*Task to carry out*
List all lines of the data containing the word "crate".

*Material provided*
=-=-=-=-=

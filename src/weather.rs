//! # Weather Fetching and Normalization
//!
//! Current conditions come from the OpenWeather "current weather" endpoint:
//!
//! ```json
//! {
//!   "main": { "temp": 21.4, "feels_like": 20.1, "temp_min": 19.0, "temp_max": 23.0 },
//!   "weather": [ { "main": "Clear" } ]
//! }
//! ```
//!
//! The four temperatures are the payload; if any is missing the whole fetch
//! fails. The condition is best-effort: a missing, empty or oddly shaped
//! `weather` list just means no icon.

use crate::error::FetchError;
use crate::{Condition, WeatherSnapshot};
use serde_json::Value;

/// Normalize a parsed current-weather response.
pub fn normalize(response: &Value) -> Result<WeatherSnapshot, FetchError> {
    let main = response.get("main").ok_or(FetchError::MissingField("main"))?;

    let field = |name: &'static str| {
        main.get(name)
            .and_then(Value::as_f64)
            .ok_or(FetchError::MissingField(name))
    };

    Ok(WeatherSnapshot {
        current_temp: field("temp")?,
        feels_like: field("feels_like")?,
        min_temp: field("temp_min")?,
        max_temp: field("temp_max")?,
        condition: condition(response),
    })
}

/// Parse and normalize a raw JSON body.
pub fn parse_weather(body: &str) -> Result<WeatherSnapshot, FetchError> {
    let response: Value = serde_json::from_str(body)?;
    normalize(&response)
}

fn condition(response: &Value) -> Option<Condition> {
    response
        .get("weather")?
        .as_array()?
        .first()?
        .get("main")?
        .as_str()
        .filter(|name| !name.is_empty())
        .map(Condition::from_name)
}

/// HTTP client for the current-weather endpoint.
#[derive(Clone)]
pub struct WeatherClient {
    http: reqwest::Client,
    endpoint: String,
    api_key: String,
    latitude: f64,
    longitude: f64,
    units: String,
}

impl WeatherClient {
    pub fn new(
        http: reqwest::Client,
        endpoint: impl Into<String>,
        api_key: impl Into<String>,
        latitude: f64,
        longitude: f64,
        units: impl Into<String>,
    ) -> Self {
        Self {
            http,
            endpoint: endpoint.into(),
            api_key: api_key.into(),
            latitude,
            longitude,
            units: units.into(),
        }
    }

    /// Fetch current conditions for the configured location.
    pub async fn fetch(&self) -> Result<WeatherSnapshot, FetchError> {
        let response = self
            .http
            .get(&self.endpoint)
            .query(&[
                ("lat", self.latitude.to_string()),
                ("lon", self.longitude.to_string()),
                ("appid", self.api_key.clone()),
                ("units", self.units.clone()),
            ])
            .send()
            .await?;

        let status = response.status();
        if !status.is_success() {
            return Err(FetchError::Status(status));
        }

        let body: Value = response.json().await?;
        normalize(&body)
    }
}

#[cfg(test)]
mod tests {
    use super::*;
    use crate::http_stub::{client, StubServer};
    use serde_json::json;

    fn weather_client(server: &StubServer) -> WeatherClient {
        WeatherClient::new(
            client(),
            server.url("/data/2.5/weather"),
            "owm-key",
            40.688986,
            -73.9861586,
            "metric",
        )
    }

    #[test]
    fn test_normalize_full_response() {
        let snapshot = parse_weather(
            r#"{"main":{"temp":21.4,"feels_like":20.1,"temp_min":19.0,"temp_max":23.0},"weather":[{"main":"Clear"}]}"#,
        )
        .unwrap();

        assert_eq!(snapshot.current_temp, 21.4);
        assert_eq!(snapshot.feels_like, 20.1);
        assert_eq!(snapshot.min_temp, 19.0);
        assert_eq!(snapshot.max_temp, 23.0);
        assert_eq!(snapshot.condition, Some(Condition::Clear));
    }

    #[test]
    fn test_condition_is_best_effort() {
        let temps = json!({"temp": 1, "feels_like": -2, "temp_min": 0, "temp_max": 3});

        for weather in [
            None,
            Some(json!([])),
            Some(json!("Clear")),
            Some(json!([{"description": "sunny"}])),
            Some(json!([{"main": 7}])),
            Some(json!([{"main": ""}])),
        ] {
            let mut response = json!({ "main": temps });
            if let Some(weather) = weather {
                response["weather"] = weather;
            }
            let snapshot = normalize(&response).unwrap();
            assert_eq!(snapshot.condition, None, "response {response}");
            assert_eq!(snapshot.current_temp, 1.0);
        }
    }

    #[test]
    fn test_unknown_condition_kept_by_name() {
        let response = json!({
            "main": {"temp": 5.0, "feels_like": 4.0, "temp_min": 3.0, "temp_max": 6.0},
            "weather": [{"main": "Mist"}, {"main": "Rain"}]
        });
        let snapshot = normalize(&response).unwrap();
        assert_eq!(snapshot.condition, Some(Condition::Other("Mist".to_string())));
    }

    #[test]
    fn test_missing_temperature_is_hard_failure() {
        let response = json!({
            "main": {"temp": 5.0, "feels_like": 4.0, "temp_min": 3.0},
            "weather": [{"main": "Rain"}]
        });
        assert!(matches!(
            normalize(&response),
            Err(FetchError::MissingField("temp_max"))
        ));

        assert!(matches!(
            normalize(&json!({"weather": []})),
            Err(FetchError::MissingField("main"))
        ));

        let non_numeric = json!({
            "main": {"temp": "warm", "feels_like": 4.0, "temp_min": 3.0, "temp_max": 6.0}
        });
        assert!(matches!(
            normalize(&non_numeric),
            Err(FetchError::MissingField("temp"))
        ));
    }

    #[test]
    fn test_parse_rejects_non_json() {
        assert!(matches!(parse_weather("<html>"), Err(FetchError::Json(_))));
    }

    #[tokio::test]
    async fn test_fetch_sends_location_and_key() {
        let body = json!({
            "main": {"temp": 21.4, "feels_like": 20.1, "temp_min": 19.0, "temp_max": 23.0},
            "weather": [{"main": "Clouds"}]
        });
        let mut server =
            StubServer::start(200, "application/json", body.to_string().into_bytes()).await;

        let snapshot = weather_client(&server).fetch().await.unwrap();
        assert_eq!(snapshot.current_temp, 21.4);
        assert_eq!(snapshot.condition, Some(Condition::Clouds));

        let request = server.next_request().await;
        let line = request.lines().next().unwrap();
        assert!(line.starts_with("get /data/2.5/weather?"), "{line}");
        for param in ["lat=40.688986", "lon=-73.9861586", "appid=owm-key", "units=metric"] {
            assert!(line.contains(param), "{param} missing from {line}");
        }
    }

    #[tokio::test]
    async fn test_fetch_maps_error_status() {
        let server = StubServer::start(503, "application/json", b"{}".to_vec()).await;

        let err = weather_client(&server).fetch().await.unwrap_err();
        assert!(
            matches!(err, FetchError::Status(s) if s == reqwest::StatusCode::SERVICE_UNAVAILABLE),
            "{err}"
        );
    }

    #[tokio::test]
    async fn test_fetch_missing_temperature_fails() {
        let body = json!({"main": {"temp": 5.0}, "weather": [{"main": "Rain"}]});
        let server =
            StubServer::start(200, "application/json", body.to_string().into_bytes()).await;

        let err = weather_client(&server).fetch().await.unwrap_err();
        assert!(matches!(err, FetchError::MissingField("feels_like")));
    }
}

=-=-=-=-=

*Answer*
use crate::error::FetchError;
use crate::{Condition, WeatherSnapshot};
    use crate::http_stub::{client, StubServer};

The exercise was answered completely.